Sulfur-containing polymers have been widely studied because of their high refractivity and low dispersion, but the efficient synthetic approach of them is quite limited. In this work, we use the abundantly existed elemental sulfur as monomer to prepare polythioamide directly and efficiently through a facile multicomponent polymerization (MCP) of aromatic diynes, sulfur, and aliphatic diamines. This MCP can proceed smoothly in a catalyst-free manner with high atom utilization to afford polythioamide with well-defined structure, high molecular weight, and high yield. It demonstrates a convenient approach to convert elemental sulfur into functional polythioamide.
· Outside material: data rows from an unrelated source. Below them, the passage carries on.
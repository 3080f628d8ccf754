//! Generic repository base for entities keyed by a UUID primary key.
//!
//! Domain repositories wrap a [`BaseRepository`] for the common single-row
//! operations and fall back to `self.db()` for entity-specific queries and
//! transactions.

use sea_orm::{DatabaseConnection, DbErr, EntityTrait, PrimaryKeyTrait};
use std::marker::PhantomData;
use uuid::Uuid;

/// Shared CRUD plumbing for a single SeaORM entity.
pub struct BaseRepository<E: EntityTrait> {
    db: DatabaseConnection,
    _entity: PhantomData<E>,
}

impl<E> BaseRepository<E>
where
    E: EntityTrait,
    <E::PrimaryKey as PrimaryKeyTrait>::ValueType: From<Uuid>,
{
    pub fn new(db: DatabaseConnection) -> Self {
        Self {
            db,
            _entity: PhantomData,
        }
    }

    /// The underlying connection, for queries the base does not cover.
    pub fn db(&self) -> &DatabaseConnection {
        &self.db
    }

    pub async fn find_by_id(&self, id: Uuid) -> Result<Option<E::Model>, DbErr> {
        E::find_by_id(id).one(&self.db).await
    }
}

impl<E: EntityTrait> Clone for BaseRepository<E> {
    fn clone(&self) -> Self {
        Self {
            db: self.db.clone(),
            _entity: PhantomData,
        }
    }
}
Fluorescence is observed from the polythioamide, despite the absence of typical fluorophores, owing to the "heterodox clusters" composed of a large number of lone-pair-containing electron-rich heteroatoms. The emission maxima and efficiencies of the polymers depend on the formation of molecular aggregates through intrachain and intermolecular interactions such as hydrogen bonding and n -> pi* interaction between thioamides. This polymerization is anticipated to accelerate the development of efficient and economic MCPs toward functional polymer materials.